#### The input
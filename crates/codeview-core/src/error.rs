//! Errors reported by documents and workspaces.

use crate::markers::MarkerId;
use crate::pos::Pos;
use crate::workspace::DocId;
use thiserror::Error;

#[derive(Debug, Clone, PartialEq, Eq, Error)]
/// Errors reported by documents and workspaces.
///
/// A call that returns an error leaves the document unchanged.
pub enum DocError {
    #[error("line {line} is outside the document (lines {first}..{end})")]
    /// A line number outside `first..first + line_count` was requested.
    LineOutOfRange {
        /// The requested line.
        line: usize,
        /// First valid line number.
        first: usize,
        /// One past the last valid line number.
        end: usize,
    },

    #[error("change {from}..{to} touches a read-only range")]
    /// The change intersects a read-only marker.
    ReadOnlyRange {
        /// Start of the rejected change.
        from: Pos,
        /// End of the rejected change.
        to: Pos,
    },

    #[error("inserting collapsed marker partially overlapping an existing one")]
    /// A collapsed marker would partially overlap another collapsed marker.
    CollapsedOverlap,

    #[error("document is already attached to a host")]
    /// The document is already attached to an editor host.
    AlreadyAttached,

    #[error("unknown document {0:?}")]
    /// A workspace document id does not exist.
    UnknownDocument(DocId),

    #[error("unknown or cleared marker {0:?}")]
    /// A marker id does not exist (or was cleared).
    UnknownMarker(MarkerId),

    #[error("invalid configuration: {0}")]
    /// Configuration could not be parsed.
    Config(String),

    #[error("serialization error: {0}")]
    /// A snapshot could not be (de)serialized.
    Serialization(String),
}
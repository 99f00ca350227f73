//! Open documents and linked views.
//!
//! A [`Workspace`] owns [`Document`]s by [`DocId`]. Documents can be linked: a linked document
//! is a view over the same text (optionally only a line range of it). Every change applied
//! through the workspace is replayed on all documents reachable over links.
//!
//! Linked documents either share one undo history or keep their own. Own histories are
//! rebased over changes that came from elsewhere so they stay applicable.
//!
//! ```rust
//! use codeview_core::{DocConfig, LinkOptions, Pos, Workspace};
//!
//! let mut ws = Workspace::new();
//! let main = ws.open("a\nb\nc\nd", DocConfig::default());
//! let part = ws
//!     .link(main, LinkOptions { from: Some(2), to: Some(4), ..LinkOptions::default() })
//!     .unwrap();
//!
//! ws.replace_range(main, "new\n", Pos::new(0, 0), Pos::new(0, 0), None).unwrap();
//! let part_doc = ws.doc(part).unwrap();
//! assert_eq!(part_doc.first_line(), 3);
//! assert_eq!(part_doc.get_value(None), "c\nd");
//! ```

use crate::change::Change;
use crate::config::DocConfig;
use crate::document::Document;
use crate::error::DocError;
use crate::history::History;
use crate::mode::ModeHandle;
use crate::pos::Pos;
use std::cell::RefCell;
use std::collections::BTreeMap;
use std::rc::Rc;
use tracing::debug;

/// Opaque identifier of a document in a [`Workspace`].
#[derive(Debug, Clone, Copy, PartialEq, Eq, PartialOrd, Ord, Hash)]
pub struct DocId(u64);

impl DocId {
    /// Get the underlying numeric id.
    pub fn get(self) -> u64 {
        self.0
    }
}

/// Options of [`Workspace::link`].
#[derive(Debug, Clone, Default)]
pub struct LinkOptions {
    /// First line of the new view (defaults to the source's first line).
    pub from: Option<usize>,
    /// Line after the last one of the new view (defaults to the source's end).
    pub to: Option<usize>,
    /// Share the undo history with the source.
    pub shared_history: bool,
    /// Mode of the new view (defaults to the source's mode).
    pub mode: Option<ModeHandle>,
}

#[derive(Debug, Clone, Copy)]
struct Link {
    target: DocId,
    shared_history: bool,
}

#[derive(Debug)]
struct DocEntry {
    doc: Document,
    links: Vec<Link>,
}

type SharedHistory = Rc<RefCell<History>>;

/// A collection of documents and the links between them.
#[derive(Default)]
pub struct Workspace {
    next_doc_id: u64,
    docs: BTreeMap<DocId, DocEntry>,
}

impl std::fmt::Debug for Workspace {
    fn fmt(&self, f: &mut std::fmt::Formatter<'_>) -> std::fmt::Result {
        let links: usize = self.docs.values().map(|e| e.links.len()).sum();
        f.debug_struct("Workspace")
            .field("doc_count", &self.docs.len())
            .field("link_count", &(links / 2))
            .finish()
    }
}

impl Workspace {
    /// Create an empty workspace.
    pub fn new() -> Self {
        Self::default()
    }

    /// Number of open documents.
    pub fn len(&self) -> usize {
        self.docs.len()
    }

    /// Returns `true` if no document is open.
    pub fn is_empty(&self) -> bool {
        self.docs.is_empty()
    }

    /// Open a new document.
    pub fn open(&mut self, text: &str, config: DocConfig) -> DocId {
        self.insert(Document::with_config(text, config))
    }

    /// Take ownership of an existing document.
    pub fn insert(&mut self, doc: Document) -> DocId {
        let id = DocId(self.next_doc_id);
        self.next_doc_id = self.next_doc_id.saturating_add(1);
        self.docs.insert(id, DocEntry { doc, links: Vec::new() });
        id
    }

    /// Close a document, unlinking it from everything first, and hand it back.
    pub fn close(&mut self, id: DocId) -> Result<Document, DocError> {
        let targets: Vec<DocId> = self.entry(id)?.links.iter().map(|l| l.target).collect();
        for target in targets {
            self.unlink(id, target)?;
        }
        let entry = self.docs.remove(&id).ok_or(DocError::UnknownDocument(id))?;
        debug!(doc = id.get(), "document closed");
        Ok(entry.doc)
    }

    fn entry(&self, id: DocId) -> Result<&DocEntry, DocError> {
        self.docs.get(&id).ok_or(DocError::UnknownDocument(id))
    }

    fn entry_mut(&mut self, id: DocId) -> Result<&mut DocEntry, DocError> {
        self.docs.get_mut(&id).ok_or(DocError::UnknownDocument(id))
    }

    /// Read access to a document.
    pub fn doc(&self, id: DocId) -> Result<&Document, DocError> {
        Ok(&self.entry(id)?.doc)
    }

    /// Run `f` on a document, then replay the changes it made on every linked document.
    ///
    /// Mutating a linked document directly (outside this method) does not propagate.
    pub fn with_doc<R>(&mut self, id: DocId, f: impl FnOnce(&mut Document) -> R) -> Result<R, DocError> {
        let result = f(&mut self.entry_mut(id)?.doc);
        self.propagate(id);
        Ok(result)
    }

    /// Create a view over lines `from..to` of `source`, linked to it.
    pub fn link(&mut self, source: DocId, options: LinkOptions) -> Result<DocId, DocError> {
        let src = &self.entry(source)?.doc;
        let from = options.from.unwrap_or(src.first_line());
        let to = options.to.unwrap_or(src.first_line() + src.line_count());
        if from < src.first_line() || to > src.first_line() + src.line_count() || from >= to {
            return Err(DocError::LineOutOfRange {
                line: from.max(to),
                first: src.first_line(),
                end: src.first_line() + src.line_count(),
            });
        }
        let last = to - 1;
        let text = src.get_range(Pos::new(from, 0), Pos::new(last, usize::MAX), Some("\n"));
        let config = DocConfig {
            line_separator: None,
            ..src.config().clone()
        };
        let mode = options.mode.unwrap_or_else(|| src.mode().clone());
        let mut doc = Document::with_mode(&text, config, mode).with_first_line(from);
        doc.config.line_separator = src.config().line_separator.clone();
        if options.shared_history {
            doc.history = Rc::clone(&src.history);
            doc.clean_generation = src.clean_generation;
        }
        doc.set_linked(true);

        let id = self.insert(doc);
        let shared_history = options.shared_history;
        let src = self.entry_mut(source)?;
        src.doc.set_linked(true);
        src.links.push(Link { target: id, shared_history });
        self.entry_mut(id)?.links.push(Link {
            target: source,
            shared_history,
        });
        debug!(source = source.get(), doc = id.get(), from, to, shared_history, "linked document created");
        Ok(id)
    }

    /// Remove the link between `a` and `b`. Returns `false` if they were not linked.
    ///
    /// If the pair shared a history, `b` (and every document still sharing through it) gets its
    /// own copy.
    pub fn unlink(&mut self, a: DocId, b: DocId) -> Result<bool, DocError> {
        self.entry(b)?;
        let entry_a = self.entry_mut(a)?;
        let Some(index) = entry_a.links.iter().position(|l| l.target == b) else {
            return Ok(false);
        };
        entry_a.links.remove(index);
        if entry_a.links.is_empty() {
            entry_a.doc.set_linked(false);
        }
        let history_a = Rc::clone(&entry_a.doc.history);

        let entry_b = self.entry_mut(b)?;
        entry_b.links.retain(|l| l.target != a);
        if entry_b.links.is_empty() {
            entry_b.doc.set_linked(false);
        }
        if Rc::ptr_eq(&history_a, &entry_b.doc.history) {
            let copy: SharedHistory = Rc::new(RefCell::new(history_a.borrow().clone()));
            for id in self.shared_group(b) {
                if let Some(entry) = self.docs.get_mut(&id) {
                    entry.doc.history = Rc::clone(&copy);
                }
            }
        }
        debug!(a = a.get(), b = b.get(), "documents unlinked");
        Ok(true)
    }

    /// `id` and every document reachable from it over shared-history links.
    fn shared_group(&self, id: DocId) -> Vec<DocId> {
        let mut group = vec![id];
        let mut i = 0;
        while i < group.len() {
            if let Some(entry) = self.docs.get(&group[i]) {
                for link in entry.links.iter().filter(|l| l.shared_history) {
                    if !group.contains(&link.target) {
                        group.push(link.target);
                    }
                }
            }
            i += 1;
        }
        group
    }

    /// Documents directly linked to `id`.
    pub fn linked(&self, id: DocId) -> Result<Vec<DocId>, DocError> {
        Ok(self.entry(id)?.links.iter().map(|l| l.target).collect())
    }

    /// Apply a change to a document and its linked documents.
    pub fn apply_change(&mut self, id: DocId, change: Change) -> Result<(), DocError> {
        self.with_doc(id, |doc| doc.apply_change(change))?
    }

    /// Replace a range of a document and its linked documents.
    pub fn replace_range(
        &mut self,
        id: DocId,
        text: &str,
        from: Pos,
        to: Pos,
        origin: Option<&str>,
    ) -> Result<(), DocError> {
        self.with_doc(id, |doc| doc.replace_range(text, from, to, origin))?
    }

    /// Undo in a document; the reverted changes reach linked documents.
    pub fn undo(&mut self, id: DocId) -> Result<bool, DocError> {
        self.with_doc(id, Document::undo)
    }

    /// Redo in a document; the changes reach linked documents.
    pub fn redo(&mut self, id: DocId) -> Result<bool, DocError> {
        self.with_doc(id, Document::redo)
    }

    fn propagate(&mut self, source: DocId) {
        let Some(entry) = self.docs.get_mut(&source) else {
            return;
        };
        let changes = entry.doc.take_outbox();
        if changes.is_empty() {
            return;
        }
        let source_history = Rc::clone(&entry.doc.history);
        for change in &changes {
            let mut rebased = vec![Rc::clone(&source_history)];
            self.propagate_change(source, None, true, change, &mut rebased);
        }
        debug!(doc = source.get(), changes = changes.len(), "changes propagated to linked documents");
    }

    fn propagate_change(
        &mut self,
        at: DocId,
        came_from: Option<DocId>,
        shared: bool,
        change: &Change,
        rebased: &mut Vec<SharedHistory>,
    ) {
        let links = match self.docs.get(&at) {
            Some(entry) => entry.links.clone(),
            None => return,
        };
        for link in links {
            if Some(link.target) == came_from {
                continue;
            }
            let shared = shared && link.shared_history;
            let Some(entry) = self.docs.get_mut(&link.target) else {
                continue;
            };
            let doc = &mut entry.doc;
            if !shared && !rebased.iter().any(|h| Rc::ptr_eq(h, &doc.history)) {
                doc.history.borrow_mut().rebase(change);
                rebased.push(Rc::clone(&doc.history));
            }
            doc.operation(|d| d.apply_linked_change(change));
            self.propagate_change(link.target, Some(at), shared, change, rebased);
        }
    }
}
########
_Task statement_: Starting at the first line of the records above, please copy every line exactly through the line containing "reachable over links.", and stop there.

_The completed task_:
filename crates/codeview-core/src/error.rs
//! Errors reported by documents and workspaces.

use crate::markers::MarkerId;
use crate::pos::Pos;
use crate::workspace::DocId;
use thiserror::Error;

#[derive(Debug, Clone, PartialEq, Eq, Error)]
/// Errors reported by documents and workspaces.
///
/// A call that returns an error leaves the document unchanged.
pub enum DocError {
    #[error("line {line} is outside the document (lines {first}..{end})")]
    /// A line number outside `first..first + line_count` was requested.
    LineOutOfRange {
        /// The requested line.
        line: usize,
        /// First valid line number.
        first: usize,
        /// One past the last valid line number.
        end: usize,
    },

    #[error("change {from}..{to} touches a read-only range")]
    /// The change intersects a read-only marker.
    ReadOnlyRange {
        /// Start of the rejected change.
        from: Pos,
        /// End of the rejected change.
        to: Pos,
    },

    #[error("inserting collapsed marker partially overlapping an existing one")]
    /// A collapsed marker would partially overlap another collapsed marker.
    CollapsedOverlap,

    #[error("document is already attached to a host")]
    /// The document is already attached to an editor host.
    AlreadyAttached,

    #[error("unknown document {0:?}")]
    /// A workspace document id does not exist.
    UnknownDocument(DocId),

    #[error("unknown or cleared marker {0:?}")]
    /// A marker id does not exist (or was cleared).
    UnknownMarker(MarkerId),

    #[error("invalid configuration: {0}")]
    /// Configuration could not be parsed.
    Config(String),

    #[error("serialization error: {0}")]
    /// A snapshot could not be (de)serialized.
    Serialization(String),
}
repository 99f00ca350227f73
//! Open documents and linked views.
//!
//! A [`Workspace`] owns [`Document`]s by [`DocId`]. Documents can be linked: a linked document
//! is a view over the same text (optionally only a line range of it). Every change applied
//! through the workspace is replayed on all documents reachable over links.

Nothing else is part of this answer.